Problem Context
Credit decisions required manual review across inconsistent evaluation criteria. Different products had different rule sets hardcoded into application logic. Changing a single rule meant a code change, PR review, deployment cycle, and regression testing. The process was slow, error-prone, and didn't scale.
The core question: how do you make business rules changeable without code deployments, while maintaining full auditability in a regulated financial system?
System Architecture
The rule engine follows a plugin architecture with three layers:
Rule Definitions are configuration, not code. Each rule is a JSON/YAML document specifying:
- Field to evaluate
- Operator (equals, greater_than, in_range, etc.)
- Threshold value
- Action on match (approve, reject, flag_for_review)
Evaluator Pipeline processes rules in sequence with short-circuit logic — if a hard rejection rule fires, remaining rules are skipped.
Audit Trail captures every rule evaluation, not just the final decision. Each audit record stores the rule version, input data snapshot, evaluation result, and timestamp.
Key Engineering Decisions
1. Plugin Architecture Over Hardcoded Conditionals
The temptation was to build a big if/elif/else chain. Instead, rules are defined as config documents and loaded dynamically at startup. New rule types are added as evaluator plugins that implement a simple interface:
class RuleEvaluator(Protocol):
def evaluate(self, context: EvaluationContext) -> RuleResult: ...This means a new rule type (e.g., "check if applicant's state is in allowed list") is a ~20 line class, not a branch in a growing conditional tree.

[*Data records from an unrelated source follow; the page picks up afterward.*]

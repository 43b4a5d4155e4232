/// Built-in arm configurations for running the simulator without a file.
///
/// The six-axis demo arm is an anthropomorphic wrist-partitioned layout. The
/// elbow joint (index 2) is nearly parallel to the shoulder, so it is described
/// with the Hayati convention; every other joint is DH. The real parameter set
/// is the nominal one with sub-millimetre and sub-milliradian errors, roughly
/// what an uncalibrated arm fresh from assembly shows.
use std::f64::consts::FRAC_PI_2;

use calib_kinematics::ModelConfig;
use clap::ValueEnum;
use serde::{Deserialize, Serialize};

#[derive(Debug, Clone, Copy, PartialEq, Eq, Serialize, Deserialize, ValueEnum, Default)]
#[serde(rename_all = "snake_case")]
pub enum ArmPreset {
    /// Six joints, Hayati elbow.
    #[default]
    Demo6,
    /// Three-joint planar arm, all DH. Handy for eyeballing projections.
    Planar3,
}

impl ArmPreset {
    pub fn config(self) -> ModelConfig {
        match self {
            ArmPreset::Demo6 => demo_arm(),
            ArmPreset::Planar3 => planar_arm(),
        }
    }
}

/// Six-axis demo arm, lengths in metres.
pub fn demo_arm() -> ModelConfig {
    let nominal_dh = vec![
        vec![0.0, FRAC_PI_2, 0.3, 0.0, 0.0],
        vec![0.4, 0.0, 0.0, -FRAC_PI_2, 0.0],
        vec![0.05, FRAC_PI_2, 0.0, 0.0, 1.0],
        vec![0.0, -FRAC_PI_2, 0.35, 0.0, 0.0],
        vec![0.0, FRAC_PI_2, 0.0, 0.0, 0.0],
        vec![0.0, 0.0, 0.08, 0.0, 0.0],
    ];
    // Per-joint [da, dalpha, dd_or_beta, dtheta]
    let errors = [
        [0.0005, 0.0004, 0.0007, 0.0004],
        [0.0011, 0.0003, 0.0, 0.0006],
        [-0.0004, -0.0007, 0.0009, 0.0],
        [0.0002, 0.0001, 0.0002, 0.0006],
        [0.0, 0.0006, 0.0, -0.0003],
        [0.0001, 0.0, 0.0003, 0.0],
    ];
    let real_dh = nominal_dh
        .iter()
        .zip(errors)
        .map(|(row, err)| {
            let mut real = row.clone();
            for (value, delta) in real.iter_mut().zip(err) {
                *value += delta;
            }
            real
        })
        .collect();

    ModelConfig {
        optimization_method: Some("lm".to_string()),
        dataset_file: Some("datasets/general.csv".to_string()),
        base_circles_dataset_file: Some("datasets/base_circles.csv".to_string()),
        tool_circles_dataset_file: Some("datasets/tool_circles.csv".to_string()),
        results_file: Some("results/estimated.json".to_string()),
        nominal_dh: Some(nominal_dh),
        nominal_base_params: Some(vec![0.0; 6]),
        nominal_tool_params: Some(vec![0.0, 0.0, 0.05, 0.0, 0.0, 0.0]),
        real_dh: Some(real_dh),
        real_base_params: Some(vec![0.001, -0.002, 0.0005, 0.0003, 0.0, -0.0002]),
        real_tool_params: Some(vec![0.0004, 0.0, 0.0507, 0.0, 0.0002, 0.0]),
        joint_limits_general_h: Some(vec![2.5, 0.5, 2.0, 2.5, 2.0, 3.0]),
        joint_limits_general_l: Some(vec![-2.5, -1.5, -0.5, -2.5, 0.5, -3.0]),
        joint_limits_circle_h: Some(vec![3.0, 0.0, 1.57, 0.0, 1.57, 3.0]),
        joint_limits_circle_l: Some(vec![-3.0, 0.0, 1.57, 0.0, 1.57, -3.0]),
        cartesian_limits: Some(vec![vec![-1.0, 1.0], vec![-1.0, 1.0], vec![-0.5, 1.2]]),
        max_z_angle: Some(0.7),
        general_samples_number: Some(200),
        circle_samples_number: Some(36),
        zero_tracker_position: Some(vec![0.6, 0.0, 0.0]),
    }
}

/// Three-joint planar arm in the XY plane.
pub fn planar_arm() -> ModelConfig {
    let nominal_dh = vec![
        vec![0.5, 0.0, 0.0, 0.0, 0.0],
        vec![0.4, 0.0, 0.0, 0.0, 0.0],
        vec![0.2, 0.0, 0.0, 0.0, 0.0],
    ];
    let real_dh = vec![
        vec![0.502, 0.0, 0.0, 0.001, 0.0],
        vec![0.399, 0.0, 0.0, -0.002, 0.0],
        vec![0.2, 0.0, 0.0, 0.0, 0.0],
    ];
    let pi = std::f64::consts::PI;

    ModelConfig {
        optimization_method: Some("lm".to_string()),
        dataset_file: Some("datasets/planar_general.csv".to_string()),
        base_circles_dataset_file: Some("datasets/planar_base_circles.csv".to_string()),
        tool_circles_dataset_file: Some("datasets/planar_tool_circles.csv".to_string()),
        results_file: Some("results/planar_estimated.json".to_string()),
        nominal_dh: Some(nominal_dh),
        nominal_base_params: Some(vec![0.0; 6]),
        nominal_tool_params: Some(vec![0.0; 6]),
        real_dh: Some(real_dh),
        real_base_params: Some(vec![0.0; 6]),
        real_tool_params: Some(vec![0.0; 6]),
        joint_limits_general_h: Some(vec![pi, 2.5, 2.5]),
        joint_limits_general_l: Some(vec![-pi, -2.5, -2.5]),
        joint_limits_circle_h: Some(vec![pi, 0.0, pi]),
        joint_limits_circle_l: Some(vec![-pi, 0.0, -pi]),
        cartesian_limits: Some(vec![vec![-1.2, 1.2], vec![-1.2, 1.2], vec![-0.1, 0.1]]),
        max_z_angle: Some(pi),
        general_samples_number: Some(100),
        circle_samples_number: Some(24),
        zero_tracker_position: Some(vec![1.1, 0.0, 0.0]),
    }
}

2. Dataclass-Based Evaluators for Type Safety
Every evaluator uses Python dataclasses for input/output schemas. This gives us:
- IDE autocompletion and type checking
- Automatic validation at the boundary
- Clean serialization for audit logs
3. Full Audit on Every Evaluation, Not Just Decisions
In financial systems, knowing why a decision was made is as important as the decision itself. The audit logger captures:
- Which rules were evaluated
- What version of each rule was active
- What data was used as input
- What the result was at each step
This makes any decision reproducible months later — critical for regulatory inquiries.
Technical Tradeoffs
| Decision | Benefit | Cost |
|---|---|---|
| Dynamic rule loading | Rules change without deployments | Startup validation cost; no compile-time safety |
| Runtime schema validation | Non-engineers can author rules | Validation errors surface at deploy, not build time |
| Full audit trail | Complete decision reproducibility | Storage overhead; ~3x write amplification |
| Short-circuit evaluation | Faster rejections, cleaner logic | Rule ordering matters; reordering changes behavior |
We chose runtime validation with schema checks at deployment over building a DSL compiler. The tradeoff: slightly less safety, but the system stays accessible to credit analysts who define rules alongside engineers.
Impact
- ~30% reduction in manual review effort — rules that previously required human judgment were automated
- Consistent credit decisions — same inputs always produce same outputs, across products
- Rule changes in hours, not sprints — new rules are config changes, tested in staging, deployed without code review
- Full regulatory compliance — every decision is traceable to specific rule versions
Lessons Learned
-
Rule engines need versioning from day one. We learned this when a credit analyst asked "why was this application rejected three months ago?" and we couldn't reproduce the decision because the rules had changed. Now every rule evaluation stores the rule version alongside the result.
-
Audit trails are not optional in financial systems. They become the source of truth during disputes, regulatory reviews, and internal investigations. Design for auditability upfront — retrofitting is painful.
-
Keep the rule language simple. The temptation is to build a Turing-complete DSL. Resist it. Simple field-operator-value rules cover 90% of cases. For the remaining 10%, write a custom evaluator plugin.
-
Test rule interactions, not just individual rules. Rules that are individually correct can produce unexpected results when combined. Integration tests with realistic data caught bugs that unit tests missed.
Open Source Demo: RuleFlow
To explore these patterns in a simpler context, I built RuleFlow — a Drools-style rule engine in Node.js with an airline loyalty program example. Tier upgrades and discounts run on editable JSON rules, demonstrating how business logic can evolve without code changes.